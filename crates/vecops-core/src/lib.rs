#![deny(warnings)]
#![deny(dead_code)]
#![deny(unused_variables)]
#![deny(unused_imports)]

pub mod config;
pub mod error;
pub mod types;

pub use error::{Error, Result};
//! Vector index validator/repairer.
//!
//! Per (collection, field) the catalog is classified as
//! `NoIndex | MalformedIndex | ValidIndex`. Repair only acts on the first
//! two states and is idempotent: a valid index is never recreated.
//! Unlike metadata repair, a creation failure here is logged with full
//! context and propagated, because a broken index silently degrades every
//! downstream search.

use serde_json::Value;
use tracing::{error, info};

use vecops_core::types::{IndexDescriptor, IndexParams, IndexState, VectorIndexDefinition};
use vecops_core::{Error, Result};
use vecops_store::DocumentStore;

/// Whether `repair` issued a creation call or found nothing to do.
#[derive(Debug, Clone, Copy, PartialEq, Eq)]
pub enum RepairAction {
    Created,
    AlreadyValid,
}

fn index_is_valid(index: &IndexDescriptor, expected_dim: usize) -> bool {
    let Some(params) = index.params.as_ref().and_then(Value::as_object) else {
        return false;
    };
    if params.is_empty() {
        return false;
    }
    params.get("dimension").and_then(Value::as_u64) == Some(expected_dim as u64)
}

/// Classify the index catalog for `field`. A collection holding both a
/// malformed and a valid vector index on the field counts as valid; the
/// engine routes approximate search through the usable one.
pub async fn validate(
    store: &dyn DocumentStore,
    collection: &str,
    field: &str,
    expected_dim: usize,
) -> Result<IndexState> {
    let catalog = store.list_indexes(collection).await?;
    let covering: Vec<&IndexDescriptor> = catalog
        .iter()
        .filter(|ix| ix.is_vector() && ix.covers(field))
        .collect();
    if covering.is_empty() {
        return Ok(IndexState::NoIndex);
    }
    if covering.iter().any(|ix| index_is_valid(ix, expected_dim)) {
        Ok(IndexState::ValidIndex)
    } else {
        Ok(IndexState::MalformedIndex)
    }
}

/// Guard against the engine's most failure-prone contract point: it
/// silently accepts a creation request whose parameters arrive flattened
/// instead of as a nested object, without producing the search
/// capability. Checked on the serialized request, at repair time.
fn check_definition_shape(definition: &VectorIndexDefinition) -> Result<()> {
    let serialized = serde_json::to_value(definition)?;
    let nested = serialized
        .get("params")
        .and_then(Value::as_object)
        .is_some_and(|p| !p.is_empty());
    if !nested {
        return Err(Error::InvalidConfig(
            "vector index request must carry a nested non-empty 'params' object".to_string(),
        ));
    }
    if serialized.get("dimension").is_some() || serialized.get("nLists").is_some() {
        return Err(Error::InvalidConfig(
            "vector index parameters must not appear flattened at the top level".to_string(),
        ));
    }
    Ok(())
}

/// Ensure a structurally correct vector index exists on
/// `collection.field`. No-op when the state is already `ValidIndex`.
pub async fn repair(
    store: &dyn DocumentStore,
    collection: &str,
    field: &str,
    params: &IndexParams,
) -> Result<RepairAction> {
    params.validate()?;
    let state = validate(store, collection, field, params.dimension).await?;
    if state.is_valid() {
        info!(collection, field, "vector index already valid, skipping");
        return Ok(RepairAction::AlreadyValid);
    }
    let definition = VectorIndexDefinition::new(field, params.clone());
    check_definition_shape(&definition)?;
    info!(collection, field, ?state, dimension = params.dimension, "creating vector index");
    if let Err(e) = store.create_index(collection, &definition).await {
        error!(
            collection,
            field,
            dimension = params.dimension,
            metric = %params.metric,
            n_lists = params.n_lists,
            error = %e,
            "vector index creation failed"
        );
        return Err(Error::IndexCreation {
            collection: collection.to_string(),
            field: field.to_string(),
            message: e.to_string(),
        });
    }
    Ok(RepairAction::Created)
}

•••••

Where does the string "return" occur in the material? Copy every line where it does.

        return false;
        return false;
        return Ok(IndexState::NoIndex);
        return Err(Error::InvalidConfig(
        return Err(Error::InvalidConfig(
        return Ok(RepairAction::AlreadyValid);
        return Err(Error::IndexCreation {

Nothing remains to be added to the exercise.